Here's a puzzle about rigs I don't know the answer to!
A 'rig' R has a commutative associative addition, an associative multiplication that distributes over addition, an element 0 with r+0 = r and 0r = 0 = r0 for all r ∈ R, and an element 1 with 1r = r = r1 for all r ∈ R.
A rig is 'idempotent' if rr = r for all r ∈ R.
The free idempotent rig on two generators is finite. But how many elements does it have?
It has at most 4⁷ elements, but in fact far fewer.
(1/n)
We can start by taking two elements a and b and multiplying them in all ways subject to associativity and the idempotent law. We get just 7 elements:
1, a, b, ab, ba, aba, bab
Then we start adding these. In an idempotent rig r + r + r + r = r + r for any element r, so we get at most 4⁷ elements.
Why is that equation true? Because
(1+1)² = 1 + 1
(2/n)
But the free idempotent rig on two generators has far fewer than 4⁷ elements! After all, it obeys many more relations, like
a + ab + ba + b = a + b
(Notice that we can't get from this to ab + ba = 0, since we can't subtract.)

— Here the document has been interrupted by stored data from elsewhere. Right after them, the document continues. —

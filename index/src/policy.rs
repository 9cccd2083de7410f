//! Builds the normalized policy model from a cluster-state snapshot.
//!
//! Target pods are resolved by the policy's pod selector within its own
//! namespace. Peer clauses expand to pod-IP maps or CIDR matches; named
//! ports resolve to the concrete (protocol, port, exposing-pods) endpoints
//! they name. Any evaluation error aborts the sync before host state is
//! touched.

use crate::index::{ClusterSnapshot, PodMeta, PolicyMeta};
use anyhow::{Context, Result};
use netpol_agent_core::{
    NamedPortEndpoints, NetworkMatch, PolicyInfo, PolicyRule, PolicyType, Protocol, ProtocolPort,
};
use netpol_agent_k8s::{self as k8s, Selector};
use std::collections::{BTreeMap, HashSet};
use std::net::IpAddr;

pub(crate) fn build_policy_model(snapshot: &ClusterSnapshot) -> Result<Vec<PolicyInfo>> {
    snapshot
        .policies
        .iter()
        .map(|meta| {
            build_policy(meta, snapshot).with_context(|| {
                format!("failed to evaluate policy {}/{}", meta.namespace, meta.name)
            })
        })
        .collect()
}

fn build_policy(meta: &PolicyMeta, snapshot: &ClusterSnapshot) -> Result<PolicyInfo> {
    let spec = &*meta.spec;
    let selector = Selector::from(spec.pod_selector.clone());

    let targets = snapshot
        .pods
        .iter()
        .filter(|pod| pod.namespace == meta.namespace && selector.matches(&pod.labels))
        .collect::<Vec<_>>();
    let target_pods = targets
        .iter()
        .filter_map(|pod| pod.routable_ip().map(|ip| (ip, pod.to_pod_info(ip))))
        .collect::<BTreeMap<_, _>>();

    let policy_type = PolicyType::from_declared(spec.policy_types.as_deref().unwrap_or(&[]));

    let mut ingress_rules = Vec::new();
    if policy_type.applies_ingress() {
        // Ingress ports name ports on the targets themselves.
        let target_ports = NamedPortIndex::build(targets.iter().copied());
        for rule in spec.ingress.iter().flatten() {
            ingress_rules.push(build_ingress_rule(meta, rule, snapshot, &target_ports)?);
        }
    }

    let mut egress_rules = Vec::new();
    if policy_type.applies_egress() {
        for rule in spec.egress.iter().flatten() {
            egress_rules.push(build_egress_rule(meta, rule, snapshot)?);
        }
    }

    Ok(PolicyInfo {
        namespace: meta.namespace.clone(),
        name: meta.name.clone(),
        policy_type,
        target_pods,
        ingress_rules,
        egress_rules,
    })
}

fn build_ingress_rule(
    meta: &PolicyMeta,
    rule: &k8s::NetworkPolicyIngressRule,
    snapshot: &ClusterSnapshot,
    target_ports: &NamedPortIndex,
) -> Result<PolicyRule> {
    let mut out = PolicyRule::default();
    build_peers(&meta.namespace, rule.from.as_deref(), snapshot, &mut out)?;
    build_ports(rule.ports.as_deref(), target_ports, &mut out)?;
    Ok(out)
}

fn build_egress_rule(
    meta: &PolicyMeta,
    rule: &k8s::NetworkPolicyEgressRule,
    snapshot: &ClusterSnapshot,
) -> Result<PolicyRule> {
    let mut out = PolicyRule::default();
    build_peers(&meta.namespace, rule.to.as_deref(), snapshot, &mut out)?;

    // Egress ports name ports on the peer pods the traffic is headed to.
    let peer_metas = snapshot
        .pods
        .iter()
        .filter(|pod| {
            pod.routable_ip()
                .map_or(false, |ip| out.peer_pods.contains_key(&ip))
        })
        .collect::<Vec<_>>();
    let peer_ports = NamedPortIndex::build(peer_metas.into_iter());
    build_ports(rule.ports.as_deref(), &peer_ports, &mut out)?;
    Ok(out)
}

fn build_peers(
    policy_ns: &str,
    peers: Option<&[k8s::NetworkPolicyPeer]>,
    snapshot: &ClusterSnapshot,
    out: &mut PolicyRule,
) -> Result<()> {
    let peers = match peers {
        None | Some([]) => {
            out.match_all_peers = true;
            return Ok(());
        }
        Some(peers) => peers,
    };

    for peer in peers {
        if peer.pod_selector.is_none() && peer.namespace_selector.is_none() {
            if let Some(block) = &peer.ip_block {
                out.ip_blocks.push(parse_ip_block(block)?);
            }
            continue;
        }
        for pod in eval_pod_peer(policy_ns, peer, snapshot) {
            if let Some(ip) = pod.routable_ip() {
                out.peer_pods.insert(ip, pod.to_pod_info(ip));
            }
        }
    }
    Ok(())
}

/// Expands a selector-bearing peer into matching pods.
///
/// A namespace selector widens the search to every matching namespace
/// (restricted by the pod selector when both are present); a bare pod
/// selector is scoped to the policy's own namespace.
fn eval_pod_peer<'a>(
    policy_ns: &str,
    peer: &k8s::NetworkPolicyPeer,
    snapshot: &'a ClusterSnapshot,
) -> Vec<&'a PodMeta> {
    if let Some(ns_selector) = &peer.namespace_selector {
        let ns_selector = Selector::from(ns_selector.clone());
        let pod_selector = peer.pod_selector.clone().map(Selector::from);
        let namespaces = snapshot
            .namespaces
            .iter()
            .filter(|(_, labels)| ns_selector.matches(labels))
            .map(|(name, _)| name.as_str())
            .collect::<HashSet<_>>();
        snapshot
            .pods
            .iter()
            .filter(|pod| {
                namespaces.contains(pod.namespace.as_str())
                    && pod_selector
                        .as_ref()
                        .map_or(true, |sel| sel.matches(&pod.labels))
            })
            .collect()
    } else if let Some(pod_selector) = &peer.pod_selector {
        let pod_selector = Selector::from(pod_selector.clone());
        snapshot
            .pods
            .iter()
            .filter(|pod| pod.namespace == policy_ns && pod_selector.matches(&pod.labels))
            .collect()
    } else {
        Vec::new()
    }
}

fn parse_ip_block(block: &k8s::IPBlock) -> Result<NetworkMatch> {
    let net = block
        .cidr
        .parse()
        .with_context(|| format!("invalid CIDR {:?}", block.cidr))?;
    let except = block
        .except
        .iter()
        .flatten()
        .map(|e| {
            e.parse()
                .with_context(|| format!("invalid exception CIDR {:?}", e))
        })
        .collect::<Result<Vec<_>>>()?;
    Ok(NetworkMatch { net, except })
}

fn build_ports(
    ports: Option<&[k8s::NetworkPolicyPort]>,
    named: &NamedPortIndex,
    out: &mut PolicyRule,
) -> Result<()> {
    let ports = match ports {
        None | Some([]) => {
            out.match_all_ports = true;
            return Ok(());
        }
        Some(ports) => ports,
    };

    for port in ports {
        let protocol = port
            .protocol
            .as_deref()
            .map(|p| p.parse::<Protocol>())
            .transpose()?
            .unwrap_or_default();
        match &port.port {
            None => out.ports.push(ProtocolPort {
                protocol,
                port: None,
            }),
            Some(k8s::IntOrString::Int(number)) => out.ports.push(ProtocolPort {
                protocol,
                port: Some(
                    u16::try_from(*number)
                        .with_context(|| format!("port {} out of range", number))?,
                ),
            }),
            Some(k8s::IntOrString::String(name)) => {
                out.named_ports.extend(named.lookup(name, protocol));
            }
        }
    }
    Ok(())
}

/// Maps a port name to the concrete ports and pod IPs exposing it. A name
/// may resolve to several numeric ports when containers disagree.
#[derive(Debug, Default)]
struct NamedPortIndex(BTreeMap<String, BTreeMap<(Protocol, u16), Vec<IpAddr>>>);

impl NamedPortIndex {
    fn build<'a>(pods: impl Iterator<Item = &'a PodMeta>) -> Self {
        let mut index = Self::default();
        for pod in pods {
            let ip = match pod.routable_ip() {
                Some(ip) => ip,
                None => continue,
            };
            for port in &pod.named_ports {
                index
                    .0
                    .entry(port.name.clone())
                    .or_default()
                    .entry((port.protocol, port.port))
                    .or_default()
                    .push(ip);
            }
        }
        index
    }

    fn lookup(&self, name: &str, protocol: Protocol) -> Vec<NamedPortEndpoints> {
        self.0
            .get(name)
            .into_iter()
            .flat_map(|by_port| {
                by_port
                    .iter()
                    .filter(move |((p, _), _)| *p == protocol)
                    .map(|((p, port), ips)| NamedPortEndpoints {
                        protocol: *p,
                        port: *port,
                        ips: ips.clone(),
                    })
            })
            .collect()
    }
}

So, how many elements does it have?
By the way, the free idempotent rig on 3 generators is probably infinite, since there are infinitely many 'square-free words' with 3 letters:
https://en.wikipedia.org/wiki/Square-free_word
(3/n, n = 3)
@johncarlosbaez hang on do you mean a +ab +ba+b=a+b?
@johncarlosbaez
there are only a few things that distinguish elements
-the number of 1s, as,bs (adjusting for 1+a=1+3a)

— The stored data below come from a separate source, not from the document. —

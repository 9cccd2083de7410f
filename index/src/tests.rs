
use crate::{
    cluster_info::ClusterInfo,
    gc,
    index::{Index, SharedIndex},
    policy,
    sync::{sync_channel, Engine, Heartbeat, SyncHandle},
};
use fake::{FakeHost, FakeIpsets};
use kubert::index::{IndexClusterResource, IndexNamespacedResource};
use maplit::btreemap;
use netpol_agent_core::names;
use netpol_agent_k8s::{self as k8s, IntOrString, LabelSelector};
use std::sync::Arc;
use tokio::{sync::mpsc, time};

struct Harness {
    engine: Arc<Engine>,
    index: SharedIndex,
    handle: SyncHandle,
    requests: mpsc::Receiver<()>,
    health: mpsc::Receiver<Heartbeat>,
    fw: FakeHost,
    ipsets: FakeIpsets,
}

const NODE_IP: &str = "192.168.1.10";
const OTHER_NODE_IP: &str = "192.168.1.11";

fn test_config() -> ClusterInfo {
    ClusterInfo {
        node_name: "node-1".to_string(),
        node_ip: NODE_IP.parse().unwrap(),
        pod_cidr: Some("10.1.2.0/24".parse().unwrap()),
        service_cluster_cidr: "10.96.0.0/12".parse().unwrap(),
        service_external_ranges: vec![],
        node_port_range: "30000:32767".parse().unwrap(),
        sync_period: time::Duration::from_secs(3600),
        allow_pre_enforcement: false,
    }
}

fn harness() -> Harness {
    let fw = FakeHost::new();
    let ipsets = FakeIpsets::default();
    let (handle, requests) = sync_channel();
    let index = Index::shared(handle.clone());
    let (health_tx, health) = mpsc::channel(8);
    let engine = Arc::new(Engine::new(
        test_config(),
        index.clone(),
        Arc::new(fw.clone()),
        Arc::new(ipsets.clone()),
        health_tx,
        None,
        handle.clone(),
    ));
    Harness {
        engine,
        index,
        handle,
        requests,
        health,
        fw,
        ipsets,
    }
}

- the parity of the number of terms
- whether there is a term with an initial/final a/b
(and also any a/b at all)
only elements these don't distinguish is ab vs 3ab, aba vs 3aba and symmetrically
@julianquast @johncarlosbaez
unless I've done something wrong both lower and upper bound
probably the easiest way to prove these invariants is to construct homs to simpler rigs e.g
-to F_2 with f(a)=f(b)=f(1)=1
-setting ab=ba=0
-the rig {0,1,a,b,ab,ba} with a+b=ab+ba=1, a+a=a,b+b=b
@julianquast @johncarlosbaez but this is essentially how I came up with these invariants
@julianquast @johncarlosbaez
[oops: i have discovered a calculation error, my current figure is 305]
@alexthecamel @johncarlosbaez Are you saying you get a lower bound of 278 using these invariants?

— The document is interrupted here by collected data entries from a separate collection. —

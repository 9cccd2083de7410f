//! The reconciler: coalesces change events and periodic ticks into
//! serialized full syncs.
//!
//! Sync requests travel through a single-slot channel; a request that finds
//! the slot occupied is dropped, because the pending sync will observe the
//! same or newer cluster state. The run loop is the only consumer and holds
//! the engine mutex for the duration of each sync, so syncs never overlap.
//! Shutdown is observed between syncs only; an in-flight sync always runs
//! to completion.

use crate::{
    cluster_info::ClusterInfo, gc, index::SharedIndex, install, ipset::Ipsets,
    iptables::FilterTable, metrics::SyncMetrics, pod_fw, policy, policy_fw,
};
use anyhow::{Context, Result};
use std::sync::{
    atomic::{AtomicBool, Ordering},
    Arc,
};
use tokio::{
    sync::{mpsc, Mutex},
    time,
};
use tracing::{debug, error, info, warn};

/// Sent on the health channel at the start of every full sync.
#[derive(Clone, Debug)]
pub struct Heartbeat {
    pub component: &'static str,
    pub at: time::Instant,
}

/// A full sync failure.
#[derive(Debug, thiserror::Error)]
pub enum SyncError {
    /// The top-level chains could not be installed; the engine cannot
    /// guarantee it is authoritative for pod traffic, so the process must
    /// exit.
    #[error("failed to install top-level chains: {0}")]
    Fatal(#[source] anyhow::Error),

    /// The sync was abandoned without touching host state; the next tick or
    /// event re-drives it.
    #[error(transparent)]
    Aborted(#[from] anyhow::Error),
}

/// Requests full syncs without ever blocking the caller.
#[derive(Clone, Debug)]
pub struct SyncHandle {
    tx: mpsc::Sender<()>,
    ready: Arc<AtomicBool>,
}

/// Creates the single-slot request channel and its handle.
pub fn sync_channel() -> (SyncHandle, mpsc::Receiver<()>) {
    let (tx, rx) = mpsc::channel(1);
    (
        SyncHandle {
            tx,
            ready: Arc::new(AtomicBool::new(false)),
        },
        rx,
    )
}

impl SyncHandle {
    /// Requests a full sync. A request finding the slot occupied is dropped.
    pub fn request(&self) {
        match self.tx.try_send(()) {
            Ok(()) => debug!("full sync requested"),
            Err(mpsc::error::TrySendError::Full(())) => {
                debug!("full sync already pending, skipping")
            }
            Err(mpsc::error::TrySendError::Closed(())) => {
                warn!("sync loop has shut down, dropping sync request")
            }
        }
    }

    /// Requests a full sync only once the first sync has completed. Event
    /// handlers use this so that no event produces side effects before the
    /// engine has reconciled at least once.
    pub fn request_if_ready(&self) {
        if self.ready.load(Ordering::Acquire) {
            self.request();
        }
    }

    pub fn is_ready(&self) -> bool {
        self.ready.load(Ordering::Acquire)
    }

    pub(crate) fn set_ready(&self) {
        self.ready.store(true, Ordering::Release);
    }
}

/// Reconciles cluster state into host filter-table and IP-set state.
pub struct Engine {
    config: ClusterInfo,
    index: SharedIndex,
    fw: Arc<dyn FilterTable>,
    ipsets: Arc<dyn Ipsets>,
    health: mpsc::Sender<Heartbeat>,
    metrics: Option<SyncMetrics>,
    handle: SyncHandle,

    /// Serializes full syncs; held for the duration of each sync.
    lock: Mutex<()>,
}

// === impl Engine ===

impl Engine {
    #[allow(clippy::too_many_arguments)]
    pub fn new(
        config: ClusterInfo,
        index: SharedIndex,
        fw: Arc<dyn FilterTable>,
        ipsets: Arc<dyn Ipsets>,
        health: mpsc::Sender<Heartbeat>,
        metrics: Option<SyncMetrics>,
        handle: SyncHandle,
    ) -> Self {
        Self {
            config,
            index,
            fw,
            ipsets,
            health,
            metrics,
            handle,
            lock: Mutex::new(()),
        }
    }

    /// Drives the ticker and the sync consumer until shutdown. Returns an
    /// error only when a sync fails fatally.
    pub async fn run(
        self: Arc<Self>,
        mut requests: mpsc::Receiver<()>,
        shutdown: drain::Watch,
    ) -> Result<()> {
        info!(period = ?self.config.sync_period, "starting network policy engine");
        let mut ticker = time::interval(self.config.sync_period);
        let mut shutdown = std::pin::pin!(shutdown.signaled());

        loop {
            tokio::select! {
                _ = &mut shutdown => {
                    info!("shutting down network policy engine");
                    return Ok(());
                }

                // The first tick fires immediately, driving the initial sync.
                _ = ticker.tick() => {
                    debug!("requesting periodic full sync");
                    self.handle.request();
                }

                request = requests.recv() => match request {
                    Some(()) => {
                        match self.full_policy_sync().await {
                            Ok(()) => {}
                            Err(SyncError::Fatal(error)) => {
                                error!(%error, "cannot guarantee policy enforcement");
                                return Err(error);
                            }
                            Err(SyncError::Aborted(error)) => {
                                error!(%error, "aborted full sync");
                            }
                        }
                        // Event handlers stay dormant until at least one full
                        // sync has been driven to completion.
                        self.handle.set_ready();
                    }
                    None => {
                        info!("sync request channel closed");
                        return Ok(());
                    }
                },
            }
        }
    }

    /// Runs one full reconciliation pass against the host.
    pub async fn full_policy_sync(&self) -> Result<(), SyncError> {
        let version = sync_version().map_err(SyncError::Aborted)?;
        self.sync_with_version(&version).await
    }

    pub(crate) async fn sync_with_version(&self, version: &str) -> Result<(), SyncError> {
        let _guard = self.lock.lock().await;
        self.heartbeat();

        let start = time::Instant::now();
        debug!(%version, "starting full sync");
        let res = self.sync_inner(version).await;
        let elapsed = start.elapsed();
        if let Some(metrics) = &self.metrics {
            metrics.observe_sync(elapsed);
        }
        debug!(?elapsed, ok = res.is_ok(), "full sync finished");
        res
    }

    async fn sync_inner(&self, version: &str) -> Result<(), SyncError> {
        install::ensure_default_pod_fw_chain(&*self.fw, &self.config)
            .await
            .map_err(SyncError::Fatal)?;
        install::ensure_top_level_chains(&*self.fw, &self.config)
            .await
            .map_err(SyncError::Fatal)?;
        install::ensure_default_policy_chains(&*self.fw)
            .await
            .map_err(SyncError::Fatal)?;

        let snapshot = self.index.read().snapshot();
        let policies =
            policy::build_policy_model(&snapshot).context("failed to build network policies")?;

        let mut table = self
            .fw
            .save()
            .await
            .context("failed to dump the filter table")?;

        let (active_policy_chains, active_sets) =
            policy_fw::sync_policy_chains(&mut table, &*self.ipsets, &policies, version)
                .await
                .context("failed to sync network policy chains")?;

        let active_pod_fw_chains =
            pod_fw::sync_pod_fw_chains(&mut table, &snapshot, &policies, &self.config, version);

        gc::cleanup_stale_rules(
            &*self.fw,
            &*self.ipsets,
            &table,
            &active_policy_chains,
            &active_pod_fw_chains,
            &active_sets,
        )
        .await
        .context("failed to clean up stale rules")?;

        Ok(())
    }

    /// Removes everything the engine ever installed. Runs outside the
    /// normal loop.
    pub async fn cleanup(&self) -> Result<()> {
        let _guard = self.lock.lock().await;
        gc::cleanup(&*self.fw, &*self.ipsets).await
    }

    fn heartbeat(&self) {
        let beat = Heartbeat {
            component: "netpol",
            at: time::Instant::now(),
        };
        if self.health.try_send(beat).is_err() {
            debug!("health channel is full or closed, skipping heartbeat");
        }
    }
}

/// Monotonically increasing token embedded in chain names so each sync
/// creates fresh chains alongside the previous generation.
fn sync_version() -> Result<String> {
    let now = std::time::SystemTime::now()
        .duration_since(std::time::UNIX_EPOCH)
        .context("system clock is before the epoch")?;
    Ok(now.as_nanos().to_string())
}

I've noticed that the requirement of idempotence can be reduced to x+y = x + xy + yx + y where x and y are of the 7 monomials (together with x²=x)
Namely
x+y+z +xy+yx+xz+zx+yz+zy=(x+y+z)² = x+y+z
follows from that rule.
If you can show, that the invariants you are writing down (as functions on the free rig on 2 generators) respect these relations, they descend to the free idempotent rig.